• **Task goal**: When "received" occurs in a line of the material, copy that line.

• **Records shown**:
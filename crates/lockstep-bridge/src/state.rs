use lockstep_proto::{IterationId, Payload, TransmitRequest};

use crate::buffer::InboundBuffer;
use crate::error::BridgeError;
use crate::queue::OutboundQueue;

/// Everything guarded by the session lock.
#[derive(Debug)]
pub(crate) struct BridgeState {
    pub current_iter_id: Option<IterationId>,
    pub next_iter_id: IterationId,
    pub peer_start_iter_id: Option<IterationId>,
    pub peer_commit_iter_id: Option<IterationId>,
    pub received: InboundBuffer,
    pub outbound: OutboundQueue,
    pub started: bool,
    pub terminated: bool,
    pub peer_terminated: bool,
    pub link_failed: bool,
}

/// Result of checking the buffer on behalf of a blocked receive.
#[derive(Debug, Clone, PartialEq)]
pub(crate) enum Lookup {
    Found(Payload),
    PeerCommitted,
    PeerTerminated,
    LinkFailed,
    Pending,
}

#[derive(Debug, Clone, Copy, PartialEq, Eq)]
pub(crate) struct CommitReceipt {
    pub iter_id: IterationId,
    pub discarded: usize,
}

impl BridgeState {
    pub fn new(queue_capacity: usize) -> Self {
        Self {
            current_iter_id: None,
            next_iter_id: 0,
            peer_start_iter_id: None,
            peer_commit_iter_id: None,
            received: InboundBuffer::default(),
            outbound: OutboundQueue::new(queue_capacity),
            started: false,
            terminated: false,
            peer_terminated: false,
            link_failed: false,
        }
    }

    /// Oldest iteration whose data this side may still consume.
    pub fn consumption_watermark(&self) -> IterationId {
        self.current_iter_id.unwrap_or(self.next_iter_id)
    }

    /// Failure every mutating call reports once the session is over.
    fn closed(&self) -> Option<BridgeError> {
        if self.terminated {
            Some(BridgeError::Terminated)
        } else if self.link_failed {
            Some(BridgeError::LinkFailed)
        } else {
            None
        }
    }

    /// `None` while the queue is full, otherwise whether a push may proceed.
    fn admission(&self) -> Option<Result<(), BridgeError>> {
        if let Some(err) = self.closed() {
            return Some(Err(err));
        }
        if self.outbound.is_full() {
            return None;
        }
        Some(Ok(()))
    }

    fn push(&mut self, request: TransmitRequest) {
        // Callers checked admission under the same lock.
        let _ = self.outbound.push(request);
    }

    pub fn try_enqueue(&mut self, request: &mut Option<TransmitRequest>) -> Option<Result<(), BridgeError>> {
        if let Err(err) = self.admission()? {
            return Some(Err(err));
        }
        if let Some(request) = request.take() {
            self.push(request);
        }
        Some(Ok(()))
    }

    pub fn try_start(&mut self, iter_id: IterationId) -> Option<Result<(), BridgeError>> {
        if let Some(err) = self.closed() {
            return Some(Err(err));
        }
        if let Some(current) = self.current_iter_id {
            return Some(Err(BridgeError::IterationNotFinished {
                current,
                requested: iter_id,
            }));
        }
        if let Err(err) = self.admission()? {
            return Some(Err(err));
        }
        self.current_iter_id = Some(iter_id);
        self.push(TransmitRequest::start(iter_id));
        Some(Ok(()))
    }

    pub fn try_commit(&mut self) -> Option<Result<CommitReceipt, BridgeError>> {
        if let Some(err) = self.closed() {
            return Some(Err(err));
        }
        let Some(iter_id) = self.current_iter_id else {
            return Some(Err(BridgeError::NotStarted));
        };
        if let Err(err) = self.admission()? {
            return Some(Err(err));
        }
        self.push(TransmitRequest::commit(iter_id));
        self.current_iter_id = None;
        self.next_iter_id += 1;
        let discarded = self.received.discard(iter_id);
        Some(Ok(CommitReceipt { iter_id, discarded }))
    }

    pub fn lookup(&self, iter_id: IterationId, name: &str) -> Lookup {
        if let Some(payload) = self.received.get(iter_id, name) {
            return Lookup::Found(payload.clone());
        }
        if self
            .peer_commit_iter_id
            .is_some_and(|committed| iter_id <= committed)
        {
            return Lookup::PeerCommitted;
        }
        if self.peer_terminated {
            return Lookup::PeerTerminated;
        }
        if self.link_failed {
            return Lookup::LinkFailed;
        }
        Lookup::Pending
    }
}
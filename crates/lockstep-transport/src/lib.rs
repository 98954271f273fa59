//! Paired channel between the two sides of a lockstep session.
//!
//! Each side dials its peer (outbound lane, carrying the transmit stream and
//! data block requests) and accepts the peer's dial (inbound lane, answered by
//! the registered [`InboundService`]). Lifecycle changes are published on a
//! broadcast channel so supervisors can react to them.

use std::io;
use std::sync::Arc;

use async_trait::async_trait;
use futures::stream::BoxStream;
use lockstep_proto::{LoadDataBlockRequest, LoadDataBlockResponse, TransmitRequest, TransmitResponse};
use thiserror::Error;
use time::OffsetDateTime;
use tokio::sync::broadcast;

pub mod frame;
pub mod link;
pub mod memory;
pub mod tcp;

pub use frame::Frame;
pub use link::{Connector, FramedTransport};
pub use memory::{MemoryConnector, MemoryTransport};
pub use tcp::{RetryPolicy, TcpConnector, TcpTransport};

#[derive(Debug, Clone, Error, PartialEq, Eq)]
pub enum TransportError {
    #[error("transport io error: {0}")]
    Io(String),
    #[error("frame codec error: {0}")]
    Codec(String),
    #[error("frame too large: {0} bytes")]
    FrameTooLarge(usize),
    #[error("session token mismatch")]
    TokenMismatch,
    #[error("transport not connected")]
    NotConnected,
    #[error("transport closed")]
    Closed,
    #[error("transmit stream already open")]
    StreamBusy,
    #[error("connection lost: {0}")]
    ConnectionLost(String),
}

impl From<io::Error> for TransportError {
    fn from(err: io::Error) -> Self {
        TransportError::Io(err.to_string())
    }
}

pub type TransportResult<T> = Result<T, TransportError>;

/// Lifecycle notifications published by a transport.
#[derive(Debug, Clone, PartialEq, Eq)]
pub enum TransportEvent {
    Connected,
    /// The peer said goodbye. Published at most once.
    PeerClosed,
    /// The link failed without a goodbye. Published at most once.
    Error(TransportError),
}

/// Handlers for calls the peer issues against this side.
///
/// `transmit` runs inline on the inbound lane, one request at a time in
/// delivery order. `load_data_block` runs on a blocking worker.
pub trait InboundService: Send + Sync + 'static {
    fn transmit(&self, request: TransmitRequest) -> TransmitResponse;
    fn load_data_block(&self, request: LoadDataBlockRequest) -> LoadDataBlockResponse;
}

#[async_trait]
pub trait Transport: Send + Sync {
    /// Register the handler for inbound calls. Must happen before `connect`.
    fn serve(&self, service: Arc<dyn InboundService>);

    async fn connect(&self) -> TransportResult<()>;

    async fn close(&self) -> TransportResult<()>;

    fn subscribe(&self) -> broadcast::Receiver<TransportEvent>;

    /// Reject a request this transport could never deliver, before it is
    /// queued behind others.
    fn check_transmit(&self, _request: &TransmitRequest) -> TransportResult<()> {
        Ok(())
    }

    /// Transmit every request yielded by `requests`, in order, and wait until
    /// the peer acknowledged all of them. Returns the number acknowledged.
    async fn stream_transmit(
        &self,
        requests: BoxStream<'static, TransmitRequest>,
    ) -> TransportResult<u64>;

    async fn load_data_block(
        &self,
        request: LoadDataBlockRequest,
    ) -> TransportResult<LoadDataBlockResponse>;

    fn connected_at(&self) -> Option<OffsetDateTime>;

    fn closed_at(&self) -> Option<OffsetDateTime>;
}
---
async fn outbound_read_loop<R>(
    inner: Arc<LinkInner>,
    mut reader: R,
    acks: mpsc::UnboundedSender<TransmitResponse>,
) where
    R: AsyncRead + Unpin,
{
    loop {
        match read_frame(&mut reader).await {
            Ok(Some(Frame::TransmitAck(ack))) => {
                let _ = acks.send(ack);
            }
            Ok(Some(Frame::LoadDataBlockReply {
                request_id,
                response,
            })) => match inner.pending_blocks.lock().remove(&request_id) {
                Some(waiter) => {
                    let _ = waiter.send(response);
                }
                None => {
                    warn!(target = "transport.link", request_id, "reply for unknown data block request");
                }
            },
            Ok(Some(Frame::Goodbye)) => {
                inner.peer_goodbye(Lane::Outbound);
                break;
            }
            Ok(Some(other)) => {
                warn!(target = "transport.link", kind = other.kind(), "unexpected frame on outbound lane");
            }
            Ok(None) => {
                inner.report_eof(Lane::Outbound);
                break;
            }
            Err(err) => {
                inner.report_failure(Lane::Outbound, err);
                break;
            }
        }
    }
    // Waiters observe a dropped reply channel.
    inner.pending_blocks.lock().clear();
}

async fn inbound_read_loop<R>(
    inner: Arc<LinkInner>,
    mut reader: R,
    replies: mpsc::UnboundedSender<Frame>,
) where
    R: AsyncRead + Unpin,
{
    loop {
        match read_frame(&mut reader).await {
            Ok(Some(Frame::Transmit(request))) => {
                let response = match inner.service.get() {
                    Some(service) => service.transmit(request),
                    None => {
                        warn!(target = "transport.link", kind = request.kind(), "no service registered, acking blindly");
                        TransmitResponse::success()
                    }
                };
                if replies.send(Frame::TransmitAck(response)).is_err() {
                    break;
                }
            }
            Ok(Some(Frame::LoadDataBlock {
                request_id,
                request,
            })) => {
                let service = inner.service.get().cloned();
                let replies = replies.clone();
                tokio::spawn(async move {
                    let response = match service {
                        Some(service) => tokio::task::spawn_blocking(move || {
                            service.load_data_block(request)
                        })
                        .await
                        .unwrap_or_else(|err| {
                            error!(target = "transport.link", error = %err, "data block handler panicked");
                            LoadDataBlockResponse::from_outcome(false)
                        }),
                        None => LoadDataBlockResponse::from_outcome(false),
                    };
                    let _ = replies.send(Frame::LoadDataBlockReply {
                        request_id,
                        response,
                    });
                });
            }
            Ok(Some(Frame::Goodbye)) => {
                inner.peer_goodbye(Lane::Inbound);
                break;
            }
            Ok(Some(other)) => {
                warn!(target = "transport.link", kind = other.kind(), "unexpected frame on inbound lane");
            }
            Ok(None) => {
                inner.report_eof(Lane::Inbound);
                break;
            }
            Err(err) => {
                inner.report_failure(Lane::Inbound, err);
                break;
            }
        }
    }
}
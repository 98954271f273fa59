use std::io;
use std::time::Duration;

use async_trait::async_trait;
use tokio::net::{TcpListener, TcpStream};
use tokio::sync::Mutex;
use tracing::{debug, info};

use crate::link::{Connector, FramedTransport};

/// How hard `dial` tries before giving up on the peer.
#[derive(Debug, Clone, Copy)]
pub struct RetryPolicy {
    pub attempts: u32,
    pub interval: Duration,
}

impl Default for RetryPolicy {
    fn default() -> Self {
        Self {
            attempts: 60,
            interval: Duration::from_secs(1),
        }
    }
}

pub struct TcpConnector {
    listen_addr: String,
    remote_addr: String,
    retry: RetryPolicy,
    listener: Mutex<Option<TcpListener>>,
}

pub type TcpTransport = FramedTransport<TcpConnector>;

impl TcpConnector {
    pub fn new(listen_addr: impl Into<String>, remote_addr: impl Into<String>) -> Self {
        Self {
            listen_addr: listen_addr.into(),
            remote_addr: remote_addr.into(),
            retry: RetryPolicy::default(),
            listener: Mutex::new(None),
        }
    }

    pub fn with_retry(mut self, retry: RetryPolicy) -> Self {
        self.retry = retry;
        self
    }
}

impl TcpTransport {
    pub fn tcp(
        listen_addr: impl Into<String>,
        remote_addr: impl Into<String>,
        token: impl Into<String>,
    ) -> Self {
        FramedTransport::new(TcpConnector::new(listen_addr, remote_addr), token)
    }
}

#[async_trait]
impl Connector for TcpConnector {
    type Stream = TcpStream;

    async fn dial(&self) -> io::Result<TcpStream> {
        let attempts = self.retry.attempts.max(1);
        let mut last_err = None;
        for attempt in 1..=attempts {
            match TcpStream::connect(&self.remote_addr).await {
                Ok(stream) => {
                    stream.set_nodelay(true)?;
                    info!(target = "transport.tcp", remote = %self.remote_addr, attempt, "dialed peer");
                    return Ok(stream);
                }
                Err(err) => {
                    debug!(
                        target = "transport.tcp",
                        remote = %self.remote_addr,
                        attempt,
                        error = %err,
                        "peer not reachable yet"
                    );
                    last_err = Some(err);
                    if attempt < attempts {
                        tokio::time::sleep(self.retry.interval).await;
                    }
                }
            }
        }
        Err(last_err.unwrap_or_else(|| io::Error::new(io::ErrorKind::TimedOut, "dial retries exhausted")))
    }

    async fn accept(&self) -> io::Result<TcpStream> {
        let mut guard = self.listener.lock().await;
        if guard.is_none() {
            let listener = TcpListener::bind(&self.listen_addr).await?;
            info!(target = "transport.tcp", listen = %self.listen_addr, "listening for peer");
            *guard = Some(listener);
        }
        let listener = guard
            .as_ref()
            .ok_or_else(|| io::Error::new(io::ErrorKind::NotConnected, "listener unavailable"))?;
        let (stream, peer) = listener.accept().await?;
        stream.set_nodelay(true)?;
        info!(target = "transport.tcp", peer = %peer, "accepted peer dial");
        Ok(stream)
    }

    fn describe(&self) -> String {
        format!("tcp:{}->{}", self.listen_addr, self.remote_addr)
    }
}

• **Expected answer**:
    pub received: InboundBuffer,
            received: InboundBuffer::default(),
        let discarded = self.received.discard(iter_id);
        if let Some(payload) = self.received.get(iter_id, name) {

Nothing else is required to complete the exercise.